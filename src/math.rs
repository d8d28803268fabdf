//! Dense matrix primitives over flat row-major `f32` buffers.
//!
//! Buffers carry no shape metadata: every routine takes the dimensions it
//! operates on explicitly and rejects buffers whose length disagrees with them.
//! Element `(i, j)` of a `rows x cols` matrix lives at `i * cols + j`.

use std::sync::atomic::{AtomicUsize, Ordering};

use crate::error::{AttentionError, Result};

static MATRIX_OPS: AtomicUsize = AtomicUsize::new(0);

pub fn reset_matrix_ops() {
    MATRIX_OPS.store(0, Ordering::SeqCst);
}

/// Number of matrix primitives executed since the last reset.
pub fn matrix_ops_count() -> usize {
    MATRIX_OPS.load(Ordering::SeqCst)
}

pub(crate) fn inc_ops() {
    MATRIX_OPS.fetch_add(1, Ordering::SeqCst);
}

fn expect_len(op: &'static str, name: &str, buf: &[f32], rows: usize, cols: usize) -> Result<()> {
    match rows.checked_mul(cols) {
        Some(len) if len == buf.len() => Ok(()),
        Some(len) => Err(AttentionError::dimension(
            op,
            format!("{name} has {} elements, expected {rows}x{cols} = {len}", buf.len()),
        )),
        None => Err(AttentionError::dimension(
            op,
            format!("{name} shape {rows}x{cols} overflows usize"),
        )),
    }
}

fn check_band(op: &'static str, cols: usize, start: usize, width: usize) -> Result<()> {
    match start.checked_add(width) {
        Some(end) if end <= cols => Ok(()),
        _ => Err(AttentionError::dimension(
            op,
            format!("columns {start}..+{width} exceed width {cols}"),
        )),
    }
}

/// Dense product `C = A * B` with `A: [rows_a, cols_a]` and `B: [cols_a, cols_b]`.
///
/// All three dimensions must be non-zero and both buffers must match them
/// exactly. The loop runs in `i-k-j` order so the inner loop streams through
/// contiguous rows of `B` and `C`.
pub fn matmul(a: &[f32], b: &[f32], rows_a: usize, cols_a: usize, cols_b: usize) -> Result<Vec<f32>> {
    if rows_a == 0 || cols_a == 0 || cols_b == 0 {
        return Err(AttentionError::dimension(
            "matmul",
            format!("dimensions must be positive, got {rows_a}x{cols_a} * {cols_a}x{cols_b}"),
        ));
    }
    expect_len("matmul", "A", a, rows_a, cols_a)?;
    expect_len("matmul", "B", b, cols_a, cols_b)?;
    inc_ops();

    let mut out = vec![0.0; rows_a * cols_b];
    for i in 0..rows_a {
        let a_row = &a[i * cols_a..(i + 1) * cols_a];
        let out_row = &mut out[i * cols_b..(i + 1) * cols_b];
        for (k, &a_val) in a_row.iter().enumerate() {
            let b_row = &b[k * cols_b..(k + 1) * cols_b];
            for (o, &b_val) in out_row.iter_mut().zip(b_row) {
                *o += a_val * b_val;
            }
        }
    }
    Ok(out)
}

/// Transpose of a `rows x cols` matrix; the result is `cols x rows`.
pub fn transpose(a: &[f32], rows: usize, cols: usize) -> Result<Vec<f32>> {
    expect_len("transpose", "A", a, rows, cols)?;
    inc_ops();
    let mut out = vec![0.0; rows * cols];
    for i in 0..rows {
        for j in 0..cols {
            out[j * rows + i] = a[i * cols + j];
        }
    }
    Ok(out)
}

/// Broadcasts `bias[j]` onto every row: `result[i, j] = matrix[i, j] + bias[j]`.
pub fn add_bias(matrix: &[f32], bias: &[f32], rows: usize, cols: usize) -> Result<Vec<f32>> {
    expect_len("add_bias", "matrix", matrix, rows, cols)?;
    if bias.len() != cols {
        return Err(AttentionError::dimension(
            "add_bias",
            format!("bias has {} elements, expected {cols}", bias.len()),
        ));
    }
    inc_ops();
    let mut out = matrix.to_vec();
    if cols == 0 {
        return Ok(out);
    }
    for row in out.chunks_exact_mut(cols) {
        for (v, b) in row.iter_mut().zip(bias) {
            *v += b;
        }
    }
    Ok(out)
}

/// Elementwise multiplication by a scalar.
pub fn scale(matrix: &[f32], factor: f32) -> Vec<f32> {
    inc_ops();
    matrix.iter().map(|v| v * factor).collect()
}

/// Copies the column band `[start, start + width)` of a `rows x cols` matrix
/// into a new `rows x width` buffer.
pub fn slice_cols(
    matrix: &[f32],
    rows: usize,
    cols: usize,
    start: usize,
    width: usize,
) -> Result<Vec<f32>> {
    expect_len("slice_cols", "matrix", matrix, rows, cols)?;
    check_band("slice_cols", cols, start, width)?;
    let mut out = Vec::with_capacity(rows * width);
    if width == 0 {
        return Ok(out);
    }
    for row in matrix.chunks_exact(cols) {
        out.extend_from_slice(&row[start..start + width]);
    }
    Ok(out)
}

/// Writes a `rows x width` block into columns `[start, start + width)` of a
/// `rows x cols` destination. Inverse of [`slice_cols`].
pub fn copy_cols_into(
    dest: &mut [f32],
    rows: usize,
    cols: usize,
    start: usize,
    src: &[f32],
    width: usize,
) -> Result<()> {
    expect_len("copy_cols_into", "dest", dest, rows, cols)?;
    expect_len("copy_cols_into", "src", src, rows, width)?;
    check_band("copy_cols_into", cols, start, width)?;
    if width == 0 {
        return Ok(());
    }
    for (dst_row, src_row) in dest.chunks_exact_mut(cols).zip(src.chunks_exact(width)) {
        dst_row[start..start + width].copy_from_slice(src_row);
    }
    Ok(())
}

/// Largest absolute elementwise difference, or `None` when the lengths differ.
pub fn max_abs_diff(a: &[f32], b: &[f32]) -> Option<f32> {
    if a.len() != b.len() {
        return None;
    }
    Some(
        a.iter()
            .zip(b)
            .map(|(x, y)| (x - y).abs())
            .fold(0.0f32, f32::max),
    )
}

/// True when both buffers have the same length and every pair is within `atol`.
pub fn is_close(a: &[f32], b: &[f32], atol: f32) -> bool {
    a.len() == b.len() && a.iter().zip(b).all(|(x, y)| (x - y).abs() < atol)
}

#[cfg(test)]
mod tests {
    use super::*;

    #[test]
    fn matmul_rejects_zero_dimension() {
        let err = matmul(&[], &[], 0, 2, 2).unwrap_err();
        assert!(matches!(err, AttentionError::DimensionMismatch { op: "matmul", .. }));
    }

    #[test]
    fn matmul_non_square() {
        // [1 2 3] * [[1],[2],[3]] = [14]
        let c = matmul(&[1.0, 2.0, 3.0], &[1.0, 2.0, 3.0], 1, 3, 1).unwrap();
        assert_eq!(c, vec![14.0]);
    }

    #[test]
    fn slice_and_copy_cols_are_inverse() {
        let m: Vec<f32> = (0..12).map(|v| v as f32).collect();
        let mut rebuilt = vec![0.0; 12];
        for h in 0..2 {
            let band = slice_cols(&m, 3, 4, h * 2, 2).unwrap();
            copy_cols_into(&mut rebuilt, 3, 4, h * 2, &band, 2).unwrap();
        }
        assert_eq!(rebuilt, m);
    }

    #[test]
    fn slice_cols_out_of_range() {
        let m = vec![0.0; 8];
        assert!(slice_cols(&m, 2, 4, 3, 2).is_err());
    }

    #[test]
    fn overflowing_shapes_are_errors() {
        let err = transpose(&[1.0], usize::MAX, 2).unwrap_err();
        assert!(matches!(err, AttentionError::DimensionMismatch { op: "transpose", .. }));
        let m = vec![0.0; 8];
        assert!(slice_cols(&m, 2, 4, usize::MAX, 2).is_err());
        let mut dest = vec![0.0; 8];
        assert!(copy_cols_into(&mut dest, 2, 4, 1, &[0.0; 4], usize::MAX).is_err());
    }

    #[test]
    fn max_abs_diff_lengths() {
        assert_eq!(max_abs_diff(&[1.0], &[1.0, 2.0]), None);
        assert_eq!(max_abs_diff(&[1.0, 2.0], &[1.5, 1.0]), Some(1.0));
    }
}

════

#### WHAT YOU SHOULD DO:
Check each line of the entries above, and show every one holding the word "Dense".

#### THE COMPLETED TASK:
//! Dense matrix primitives over flat row-major `f32` buffers.
/// Dense product `C = A * B` with `A: [rows_a, cols_a]` and `B: [cols_a, cols_b]`.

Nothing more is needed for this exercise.